Huxley professor who sexually harassed two students approved to committee by Faculty Senate
By Hailey Murphy
As a result of sexual harassment investigation, Huxley College professor Paul Stangl is barred from teaching courses this summer, as well as teaching any field courses until summer 2020, according to a memo sent by Provost Brent Carbajal. He also received a written reminder from Huxley’s dean about Western’s policies, and volunteered to enroll in a “Upholding Ethics in the Workplace” and sexual harassment prevention training.
This investigation does not seem to have bothered the faculty senate.
Stangl was approved to serve on the Senate Library Committee on January 29, according to its minutes. Stangl also still serves on the Huxley Policy Committee.

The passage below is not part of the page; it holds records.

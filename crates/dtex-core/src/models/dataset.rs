//! Canonical schema, record sets and the consolidated dataset.

use std::collections::BTreeSet;
use std::fmt;

use serde::ser::{SerializeMap, SerializeSeq};
use serde::{Deserialize, Serialize, Serializer};

/// A column of the canonical output schema.
///
/// Variant order is the canonical column order; `Ord` follows it.
#[derive(Debug, Clone, Copy, PartialEq, Eq, PartialOrd, Ord, Hash, Serialize, Deserialize)]
pub enum Column {
    #[serde(rename = "Empresa")]
    Empresa,
    #[serde(rename = "Autorización")]
    Autorizacion,
    #[serde(rename = "Serie")]
    Serie,
    #[serde(rename = "Numero-DTE")]
    NumeroDte,
    #[serde(rename = "Fecha Emisión")]
    FechaEmision,
    #[serde(rename = "#No.")]
    Numero,
    #[serde(rename = "Cantidad")]
    Cantidad,
    #[serde(rename = "Descripcion")]
    Descripcion,
    #[serde(rename = "P. Unitario con IVA (Q)")]
    PrecioUnitario,
    #[serde(rename = "Descuentos (Q)")]
    Descuentos,
    #[serde(rename = "Total (Q)")]
    Total,
    #[serde(rename = "Impuestos")]
    Impuestos,
    #[serde(rename = "Monto IVA")]
    MontoIva,
}

impl Column {
    /// Every canonical column, in export order.
    pub const ALL: [Column; 13] = [
        Column::Empresa,
        Column::Autorizacion,
        Column::Serie,
        Column::NumeroDte,
        Column::FechaEmision,
        Column::Numero,
        Column::Cantidad,
        Column::Descripcion,
        Column::PrecioUnitario,
        Column::Descuentos,
        Column::Total,
        Column::Impuestos,
        Column::MontoIva,
    ];

    /// The document header columns prepended to every line item.
    pub const HEADER: [Column; 5] = [
        Column::Empresa,
        Column::Autorizacion,
        Column::Serie,
        Column::NumeroDte,
        Column::FechaEmision,
    ];

    /// Column label as it appears in source tables and in the export.
    pub fn label(self) -> &'static str {
        match self {
            Column::Empresa => "Empresa",
            Column::Autorizacion => "Autorización",
            Column::Serie => "Serie",
            Column::NumeroDte => "Numero-DTE",
            Column::FechaEmision => "Fecha Emisión",
            Column::Numero => "#No.",
            Column::Cantidad => "Cantidad",
            Column::Descripcion => "Descripcion",
            Column::PrecioUnitario => "P. Unitario con IVA (Q)",
            Column::Descuentos => "Descuentos (Q)",
            Column::Total => "Total (Q)",
            Column::Impuestos => "Impuestos",
            Column::MontoIva => "Monto IVA",
        }
    }
}

impl fmt::Display for Column {
    fn fmt(&self, f: &mut fmt::Formatter<'_>) -> fmt::Result {
        f.write_str(self.label())
    }
}

/// A non-missing cell value. Missing cells are `None` wherever cells are stored.
#[derive(Debug, Clone, PartialEq, Serialize)]
#[serde(untagged)]
pub enum CellValue {
    Text(String),
    Number(f64),
}

impl CellValue {
    pub fn text(s: impl Into<String>) -> Self {
        CellValue::Text(s.into())
    }
}

impl fmt::Display for CellValue {
    fn fmt(&self, f: &mut fmt::Formatter<'_>) -> fmt::Result {
        match self {
            CellValue::Text(s) => f.write_str(s),
            CellValue::Number(n) => write!(f, "{}", n),
        }
    }
}

/// Line items from one table, restricted to canonical columns.
///
/// `columns` is strictly increasing in canonical order and every row has
/// exactly `columns.len()` cells.
#[derive(Debug, Clone, PartialEq)]
pub struct RecordSet {
    pub columns: Vec<Column>,
    pub rows: Vec<Vec<Option<CellValue>>>,
}

impl RecordSet {
    pub fn len(&self) -> usize {
        self.rows.len()
    }

    pub fn is_empty(&self) -> bool {
        self.rows.is_empty()
    }

    pub fn column_index(&self, column: Column) -> Option<usize> {
        self.columns.iter().position(|c| *c == column)
    }

    /// Cell at `row` for `column`, `None` when missing or the column is absent.
    pub fn get(&self, row: usize, column: Column) -> Option<&CellValue> {
        let idx = self.column_index(column)?;
        self.rows.get(row)?.get(idx)?.as_ref()
    }
}

/// All line items of a batch sharing one column order.
#[derive(Debug, Clone, PartialEq)]
pub struct ConsolidatedDataset {
    columns: Vec<Column>,
    rows: Vec<Vec<Option<CellValue>>>,
}

impl ConsolidatedDataset {
    /// Concatenate record sets in order.
    ///
    /// The resulting columns are the union of every record set's columns in
    /// canonical order; cells for columns a record set lacks are missing.
    /// Returns `None` when there are no rows at all.
    pub fn concat(record_sets: Vec<RecordSet>) -> Option<Self> {
        let columns: Vec<Column> = record_sets
            .iter()
            .filter(|rs| !rs.is_empty())
            .flat_map(|rs| rs.columns.iter().copied())
            .collect::<BTreeSet<_>>()
            .into_iter()
            .collect();

        let mut rows = Vec::new();
        for record_set in record_sets {
            let mapping: Vec<Option<usize>> = columns
                .iter()
                .map(|c| record_set.column_index(*c))
                .collect();

            for mut row in record_set.rows {
                let out = mapping
                    .iter()
                    .map(|idx| idx.and_then(|i| row.get_mut(i).and_then(Option::take)))
                    .collect();
                rows.push(out);
            }
        }

        if rows.is_empty() {
            None
        } else {
            Some(Self { columns, rows })
        }
    }

    pub fn columns(&self) -> &[Column] {
        &self.columns
    }

    pub fn len(&self) -> usize {
        self.rows.len()
    }

    pub fn is_empty(&self) -> bool {
        self.rows.is_empty()
    }

    pub fn rows(&self) -> impl Iterator<Item = LineItemRow<'_>> {
        self.rows.iter().map(|values| LineItemRow {
            columns: &self.columns,
            values,
        })
    }

    pub fn row(&self, index: usize) -> Option<LineItemRow<'_>> {
        self.rows.get(index).map(|values| LineItemRow {
            columns: &self.columns,
            values,
        })
    }
}

impl Serialize for ConsolidatedDataset {
    fn serialize<S: Serializer>(&self, serializer: S) -> Result<S::Ok, S::Error> {
        let mut seq = serializer.serialize_seq(Some(self.rows.len()))?;
        for row in self.rows() {
            seq.serialize_element(&row)?;
        }
        seq.end()
    }
}

/// A borrowed view of one consolidated row.
#[derive(Debug, Clone, Copy)]
pub struct LineItemRow<'a> {
    columns: &'a [Column],
    values: &'a [Option<CellValue>],
}

impl<'a> LineItemRow<'a> {
    pub fn get(&self, column: Column) -> Option<&'a CellValue> {
        let idx = self.columns.iter().position(|c| *c == column)?;
        self.values.get(idx)?.as_ref()
    }

    /// Cells paired with their columns, in dataset column order.
    pub fn cells(&self) -> impl Iterator<Item = (Column, Option<&'a CellValue>)> + 'a {
        self.columns
            .iter()
            .copied()
            .zip(self.values.iter().map(Option::as_ref))
    }
}

impl Serialize for LineItemRow<'_> {
    fn serialize<S: Serializer>(&self, serializer: S) -> Result<S::Ok, S::Error> {
        let mut map = serializer.serialize_map(Some(self.columns.len()))?;
        for (column, value) in self.cells() {
            map.serialize_entry(column.label(), &value)?;
        }
        map.end()
    }
}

The faculty senate as a whole voted to accept Stangl onto these committees.
Allison Giffen, president of the faculty senate , as well as Rae Lynn Schwartz-DuPre, chair of the Senate Library Committee, both said they were unaware of the sexual harassment case prior to contact from the AS Review. Robin Matthews, chair of the Huxley Policy Committee, didn’t deny being aware of the case but declined to comment, stating in an email:
“The Policy Committee chair is not involved in the nomination, selection, or dismissal of committee members. I understand that this is a very important issue, but it would be inappropriate for me to voice my opinion as a Policy Committee chair, and similarly inappropriate for me to comment as a faculty member, given that this is a confidential personnel issue and I am not privy to the details.”
The details of the case were first reported in The Western Front in November 2017, and led to multiple forums in Huxley, one with Urban Planning faculty and students in December, and one on February 14 where Huxley students expressed concerns about a lack of policy change following the incident.
The allegations came after Stangl led a USA Learning Program trip to San Francisco in June 2016, according to the Equal Opportunity Office report. Two students, who had arrived early, went to dinner with Stangl. After the dinner, around 10 p.m., Stangl called them and invited them up to his hotel room.
Stangl was “clearly intoxicated” when they arrived, according to the student’s statement. He offered alcohol to the students, one of who was 20 years old at the time. They accepted his offer and proceeded to talk.
What followed was a number of inappropriate comments by Stangl. He continued to pour wine, despite objection. He touched the students’ calves with his feet after what appeared to be accidental foot contact. Comments were made such as “If I was 20 years younger, I would marry you,” “you’ve barely touched your drink,” and something along the lines of wanting to “lick their thighs,” the student said.
“At some point he held both of our hands, which I participated in hesitantly because to refuse or leave would have felt somewhat cruel, because he was emotional,” said the student in their report. “His opening up made us feel more obligated to stay with him, on top of the existing power dynamic, and it made me guilty about saying anything about this whole event afterward.”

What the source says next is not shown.